I just moved to Florida from another state. Is my old will still valid?
Generally Florida honors a will validly executed under the laws of the state where you signed it, with two big exceptions: Florida does not recognize handwritten or oral wills, and your out-of-state will likely lacks a Florida-form self-proving affidavit, which means your witnesses could be required in probate court. Re-executing your will in Florida and updating your power of attorney to comply with Chapter 709 is the cleanest approach.
Can I leave my Florida home to whomever I want in my will?
Not freely if you have a surviving spouse or a minor child. Under Article X, Section 4 of the Florida Constitution and Statute 732.401, your homestead passes under special rules; a spouse is generally entitled to at least a life estate or a one-half interest, and a devise that violates these rules can be void. Planning tools like an enhanced life estate deed or a marital trust can balance providing for a spouse with preserving the home for children.
What's the most overlooked step after remarrying in Florida?
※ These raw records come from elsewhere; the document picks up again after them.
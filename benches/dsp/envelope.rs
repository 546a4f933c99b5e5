//! Benchmarks for ADSR envelope generation.

use std::hint::black_box;

use criterion::{BenchmarkId, Criterion};
use orpheus_dsp::dsp::envelope::Envelope;

use crate::BLOCK_SIZES;

pub fn bench_envelope(c: &mut Criterion) {
    let mut group = c.benchmark_group("dsp/envelope");

    for &size in BLOCK_SIZES {
        let mut buffer = vec![0.0f32; size];

        // Held in attack/decay: the branchiest part of the state machine
        let mut env = Envelope::adsr(0.5, 0.3, 0.7, 0.4);
        env.gate_on();
        group.bench_with_input(BenchmarkId::new("attack_decay", size), &size, |b, _| {
            b.iter(|| {
                for sample in buffer.iter_mut() {
                    *sample = env.next_sample(black_box(48_000.0));
                }
                black_box(&buffer);
            })
        });

        // Retriggered every block, as fast gating does
        let mut env = Envelope::adsr(0.002, 0.2, 0.8, 0.02);
        group.bench_with_input(BenchmarkId::new("retrigger", size), &size, |b, _| {
            b.iter(|| {
                env.gate_on();
                for sample in buffer.iter_mut().take(size / 2) {
                    *sample = env.next_sample(48_000.0);
                }
                env.gate_off(48_000.0);
                for sample in buffer.iter_mut().skip(size / 2) {
                    *sample = env.next_sample(48_000.0);
                }
                black_box(&buffer);
            })
        });
    }

    group.finish();
}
Coordinating the homestead and the elective share. A surviving spouse in Florida is entitled to 30% of a broad elective estate, and a spouse who marries you after your will was signed may take an intestate share as a pretermitted spouse. In blended families, you typically want a prenuptial agreement or carefully drafted trust so you can provide for your new spouse while still protecting children from a prior marriage.
How soon should I update my estate plan after one of these life changes?
Aim to complete the review within 90 days. The risk in waiting is that a death or sudden incapacity can occur before the paperwork catches up, locking in outcomes you never intended. Prioritize beneficiary designations and powers of attorney first, since those control assets and decisions immediately, then update your will, trust, and deeds.